The device according to any one of claims 7 to 10, wherein the user-aware parameter comprises: user data transmission power, user throughput rate, user number transmission delay, user priority, number of users, user Access delay, user service type, user data volume, channel quality.

The device according to any one of claims 7-11, wherein the at least two cells are inter-sector or inter-carrier cells.

13. An inter-cell resource allocation method, characterized in that:

 Obtaining a user-aware parameter demand value of at least two cells in a current resource allocation period;

 Determining, according to the user-aware parameter demand value of at least two cells in the current resource allocation period, a resource allocation policy in the current resource allocation period;

Resource allocation is performed in the at least two cells according to a resource allocation policy within the current resource allocation period.

The method according to claim 13, wherein the acquiring a user-aware parameter demand value of at least two cells in a current resource allocation period is specifically:

 During the current resource allocation period, the user-aware parameter demand value of at least two cells in the current resource allocation period is obtained in real time.

The method according to claim 13, further comprising: acquiring the at least two cells in a previous resource allocation period before performing resource allocation between the at least two cells in the current resource allocation period. User-aware parameter history value;

 And obtaining, by the user, a perceptual parameter demand value of at least two cells in a current resource allocation period, specifically:

 And obtaining, according to the user-aware parameter historical value of the at least two cells in the previous resource allocation period, a user-aware parameter demand value of the at least two cells in the current resource allocation period.
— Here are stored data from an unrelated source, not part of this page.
//! Data models

pub mod comparison;

pub use comparison::*;
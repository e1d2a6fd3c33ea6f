//! Per-channel color histograms built from a palette

use serde::Serialize;

use super::Rgb;

/// Normalized R‖G‖B histogram of palette colors over [0, 255]
#[derive(Debug, Clone, PartialEq, Serialize)]
pub struct ColorHistogram {
    pub bins: usize,
    pub values: Vec<f64>,
}

impl ColorHistogram {
    pub fn from_palette(palette: &[Rgb], bins: usize) -> Self {
        let bins = bins.max(1);
        let mut values = vec![0.0f64; bins * 3];

        for color in palette {
            for (channel, &value) in color.iter().enumerate() {
                values[channel * bins + bin_index(value, bins)] += 1.0;
            }
        }

        let total: f64 = values.iter().sum();
        if total > 0.0 {
            values.iter_mut().for_each(|v| *v /= total);
        }

        Self { bins, values }
    }

    /// Slice for one channel (0 = red, 1 = green, 2 = blue)
    pub fn channel(&self, channel: usize) -> &[f64] {
        &self.values[channel * self.bins..(channel + 1) * self.bins]
    }
}

/// Equal-width bins over [0, 255]; the last bin is closed so 255 lands in it
fn bin_index(value: u8, bins: usize) -> usize {
    let idx = (value as f64 * bins as f64 / 255.0).floor() as usize;
    idx.min(bins - 1)
}
//! # FeedFit CLI
//!
//! Upload a feed screenshot and two candidate pictures, then print which one
//! fits the feed better.
//!
//! - `feedfit compare --feed feed.png --a one.jpg --b two.jpg`
//! - `feedfit health`

use std::path::PathBuf;

use anyhow::{Context, Result};
use clap::{Parser, Subcommand};

use feedfit_server::client::{FeedFitClient, Slot, UploadImage, DEFAULT_API_URL};
use feedfit_server::verdict::{FitTier, Verdict, Winner};

/// FeedFit - find the picture that fits your feed
#[derive(Parser)]
#[command(name = "feedfit")]
#[command(version, about, long_about = None)]
struct Cli {
    /// Base URL of the FeedFit API
    #[arg(long, global = true, env = "FEEDFIT_API_URL", default_value = DEFAULT_API_URL)]
    api: String,

    /// Log level (trace, debug, info, warn, error)
    #[arg(long, global = true, env = "FEEDFIT_LOG_LEVEL", default_value = "warn")]
    log_level: String,

    #[command(subcommand)]
    command: Commands,
}

#[derive(Subcommand)]
enum Commands {
    /// Compare two candidate pictures against a feed screenshot
    Compare {
        /// Screenshot of your Instagram feed
        #[arg(long, value_name = "FILE")]
        feed: PathBuf,

        /// First candidate picture
        #[arg(long = "a", value_name = "FILE")]
        image_a: PathBuf,

        /// Second candidate picture
        #[arg(long = "b", value_name = "FILE")]
        image_b: PathBuf,
    },

    /// Check that the API is reachable
    Health,
}

#[tokio::main]
async fn main() -> Result<()> {
    let cli = Cli::parse();

    tracing_subscriber::fmt()
        .with_env_filter(tracing_subscriber::EnvFilter::new(&cli.log_level))
        .with_writer(std::io::stderr)
        .init();

    let client = FeedFitClient::new(&cli.api).context("Failed to build HTTP client")?;

    match cli.command {
        Commands::Compare { feed, image_a, image_b } => {
            let feed = UploadImage::from_path(Slot::Feed, &feed).await?;
            let image_a = UploadImage::from_path(Slot::ImageA, &image_a).await?;
            let image_b = UploadImage::from_path(Slot::ImageB, &image_b).await?;

            let result = client
                .compare(feed, image_a, image_b)
                .await
                .with_context(|| format!("Analysis failed against {}", client.compare_url()))?;

            print_verdict(&Verdict::new(result.image_a_score, result.image_b_score));
        }
        Commands::Health => {
            let health = client
                .health()
                .await
                .with_context(|| format!("Health check failed against {}", client.health_url()))?;
            println!("{}", serde_json::to_string_pretty(&health)?);
        }
    }

    Ok(())
}

fn print_line(picture: Winner, score: f64, tier: FitTier) {
    println!("Picture {}: {:>6.2}%  {}", picture, score, tier.message());
}

fn print_verdict(verdict: &Verdict) {
    println!("Your Results");
    println!();
    print_line(verdict.winner, verdict.winner_score, verdict.winner_tier);
    print_line(verdict.winner.other(), verdict.runner_up_score, verdict.runner_up_tier);
    println!();
    println!("{}", verdict.recommendation());
    if let Some(highlight) = verdict.highlight() {
        println!("{}", highlight);
    }
}
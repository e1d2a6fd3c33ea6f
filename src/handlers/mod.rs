//! HTTP handlers

pub mod health;
pub mod compare;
16. The method of claim 15, further comprising:

 Obtaining a comparison result between the historical value of the user-aware parameter and the value of the set parameter;

 Obtaining a user-aware parameter demand value of the at least two cells in the current resource allocation period, where: obtaining, according to the comparison result, resource sharing of each cell in the at least two cells in a previous resource allocation period a status, where the resource sharing status includes sharing in, sharing out, and not sharing;

 Determining, according to the user-aware parameter requirement value of the at least two cells in the current resource allocation period, the resource allocation policy in the current resource allocation period, specifically: determining the current resource allocation according to the resource sharing state a resource sharing policy of each of the at least two cells in the period; the resource allocation in the at least two cells according to the resource allocation policy in the current resource allocation period, specifically: a resource sharing policy, performing resource allocation in the at least two cells.

The method according to any one of claims 13-16, wherein the user-aware parameter comprises: user number transmission power, user throughput rate, user number transmission delay, user priority, number of users, user Access delay, user service type, user data volume, channel quality.

The method according to any one of claims 13-17, wherein the at least two cells are inter-sector or inter-carrier cells.